According to the US Census Bureau, just under 50 million Americans, or one sixth of the population are without health insurance – this figure includes children. I’m not sure what it means to be uninsured as a health consumer, but if it’s anything like my car insurance (insurance is insurance after all), if you don’t have insurance and you break something by accident you have to pay the full amount to get it fixed. As with health-care, if you have a heart attack and don’t have health insurance then surely you have to pay the full amount to get it fixed. God forbid if you need a new heart or lungs.
I had a run-in with an insurance company about 15 years ago after an accidental fire in our student flat. They attempted to recover costs off me for burning down the kitchen. Thankfully (!??!) my mother had had a very similar oil vs stove fire earlier that year and had received a full pay out from the same insurance company so I was pretty confident that I did not have to pay. Taking advise from my flatmate, who’d kindly asked his father, I ignored the letters.

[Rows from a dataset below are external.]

use std::path::{Path, PathBuf};
use std::time::Duration;

use jammdb::{Tx, DB};

use crate::enumerate::{list_nested_buckets, list_top_buckets, BucketDetail};
use crate::error::{BrowseError, StoreError};
use crate::path::BucketPath;

/// Default bound on how long opening the store may wait for the file lock.
pub const DEFAULT_OPEN_TIMEOUT: Duration = Duration::from_secs(5);

/// An open embedded store, shared by every request for the process lifetime.
///
/// Cloning is cheap; all clones refer to the same underlying database.
#[derive(Clone)]
pub struct Store {
    db: DB,
    path: PathBuf,
}

impl std::fmt::Debug for Store {
    fn fmt(&self, f: &mut std::fmt::Formatter<'_>) -> std::fmt::Result {
        f.debug_struct("Store").field("path", &self.path).finish()
    }
}

impl Store {
    /// Open (or create) the store file at `path`. Blocks while another
    /// process holds the file lock.
    pub fn open(path: impl AsRef<Path>) -> Result<Self, StoreError> {
        let path = path.as_ref().to_path_buf();
        let db = DB::open(&path)?;
        tracing::debug!(path = %path.display(), "opened store");
        Ok(Self { db, path })
    }

    /// Open the store on the blocking pool, giving up after `limit`.
    pub async fn open_with_timeout(
        path: impl Into<PathBuf>,
        limit: Duration,
    ) -> Result<Self, StoreError> {
        let path = path.into();
        let task = tokio::task::spawn_blocking(move || Store::open(path));
        match tokio::time::timeout(limit, task).await {
            Ok(Ok(result)) => result,
            Ok(Err(e)) => Err(StoreError::OpenTask(e.to_string())),
            Err(_) => Err(StoreError::OpenTimeout(limit)),
        }
    }

    pub fn path(&self) -> &Path {
        &self.path
    }

    /// The underlying engine handle, for callers that need to write
    /// (test fixtures, tooling).
    pub fn engine(&self) -> &DB {
        &self.db
    }

    /// Run `f` against a read-only transaction. The transaction is released
    /// when this returns, on success and on error alike.
    pub fn view<T, F>(&self, f: F) -> Result<T, BrowseError>
    where
        F: FnOnce(&Tx<'_>) -> Result<T, BrowseError>,
    {
        let tx = self.db.tx(false)?;
        f(&tx)
    }

    /// List the children of `path` inside a single read view. The root path
    /// lists top-level buckets.
    pub fn list(&self, path: &BucketPath) -> Result<Vec<BucketDetail>, BrowseError> {
        self.view(|tx| list_in(tx, path))
    }

    /// `view` moved onto the blocking pool so async handlers never wait on
    /// the engine's locks.
    pub async fn view_blocking<T, F>(&self, f: F) -> Result<T, BrowseError>
    where
        T: Send + 'static,
        F: FnOnce(&Tx<'_>) -> Result<T, BrowseError> + Send + 'static,
    {
        let store = self.clone();
        tokio::task::spawn_blocking(move || store.view(f))
            .await
            .map_err(|e| BrowseError::ViewTask(e.to_string()))?
    }

    pub async fn list_blocking(&self, path: BucketPath) -> Result<Vec<BucketDetail>, BrowseError> {
        self.view_blocking(move |tx| list_in(tx, &path)).await
    }

    /// Check that a read view can be acquired at all.
    pub async fn ping(&self) -> Result<(), BrowseError> {
        self.view_blocking(|_| Ok(())).await
    }
}

fn list_in(tx: &Tx<'_>, path: &BucketPath) -> Result<Vec<BucketDetail>, BrowseError> {
    if path.is_root() {
        list_top_buckets(tx)
    } else {
        list_nested_buckets(tx, path.segments())
    }
}

#[cfg(test)]
mod tests {
    use super::*;

    #[tokio::test]
    async fn test_open_creates_empty_store() {
        let temp_dir = tempfile::TempDir::new().unwrap();
        let path = temp_dir.path().join("empty.db");

        let store = Store::open_with_timeout(&path, DEFAULT_OPEN_TIMEOUT)
            .await
            .unwrap();
        assert_eq!(store.path(), path.as_path());
        assert!(path.exists());

        let details = store.list(&BucketPath::root()).unwrap();
        assert!(details.is_empty());
        store.ping().await.unwrap();
    }

    #[test]
    fn test_view_releases_on_error() {
        let temp_dir = tempfile::TempDir::new().unwrap();
        let store = Store::open(temp_dir.path().join("view.db")).unwrap();

        let result: Result<(), _> = store.view(|_| Err(BrowseError::EmptyPath));
        assert!(matches!(result, Err(BrowseError::EmptyPath)));

        // a writer can still commit once the failed read view is gone
        let tx = store.engine().tx(true).unwrap();
        tx.create_bucket("after").unwrap();
        tx.commit().unwrap();

        let details = store.list(&BucketPath::root()).unwrap();
        assert_eq!(details.len(), 1);
        assert_eq!(details[0].key, "after");
    }
}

After a while the threatened me with a collection agency or some such thing and I asked my dad what to do. Together we drafted a letter containing the word ‘solicitor’ several times and the problem went away. My point is this: they were an insurance company and the may, a) not pay the claim because of something in the terms and conditions they think favours them, and b) they will try to seek recompense if they believe you to be at fault.
Now, I’m not saying this is wrong. After all, insurance companies are people too. Well, not really. Insurance companies are companies. But they are full of people. What I’m attempting to say, quite unclearly as it turns out, is that an insurance company is in the business of making a profit. If it is a publically listed company the profit is definitely paramount and maximising said profit is what the board are aiming for. It’s not their fault, they are just doing what the shareholders want them to.
So if insurance companies are in the profit business, how might they achieve successfully in this? Please see points a) and b) two paragraphs before this. They will deny claims or charge those at fault. Why would health insurers be any different?
I’ve seen quite a few Republican types on the news in recent times. Many are concerned. Concerned and worried. Thanks, in part, to a couple of things. Obama saying he is ‘gonna change’ things and the War on Terror dribbling to a Vietnam-like close. Conservatives by their very nature abhor change – they wouldn’t be conservatives if they flip-flopped on the various issues like us liberal types. Stay the course – stand tall – be true to your calling etc. Liberals like to change their minds if evidence and research suggests they should. It’s generally called common sense.
(Of course, as with all other mutterings on this page, I am full of opinion and argument with little in the way of back up and a lot in the way of gross gerneralisation – but that is the nature of my beast (sorry to sound overly sexual there))
Common sense would suggest that a country with a sixth of it’s population unable to just waltz up to a doctor and get a flu jab or an arm in plaster needs to offer some kind of health-care to these 47 million people. Republican sense, on the other hand, suggests any government involvement in the health system is sacrilege and they will not abide by it even if it means people dying.
Many commentators are suggesting that there will be bureaucrats between the patient and the doctor. As Mr Jon Stewart, Daily Show, New York pointed out, isn’t there a health bureaucrat inbetween my doctor and me at the moment anyway?
Another point that could be made here, and I’m coming from the direction of being a public sector worker myself, is that we public servants get paid a lot less to do the same job than those in the private sector. Private sector health i-dotters and t-crossers will be getting paid the private sector rate – far more than the health bureaucrats in the US Federal Government or in the Ministry of Health in Wellington (that’s NZ).
You could argue then that having federally funded health bureaucrats in Washington deciding things might actually make the US health system cheaper…
Or is that jumping the ak-47 slightly?
Anyway America, good luck. Health reform is a remarkably hard thing for anyone to achieve. But it could mean a lot cheaper premiums, which can’t be a bad thing.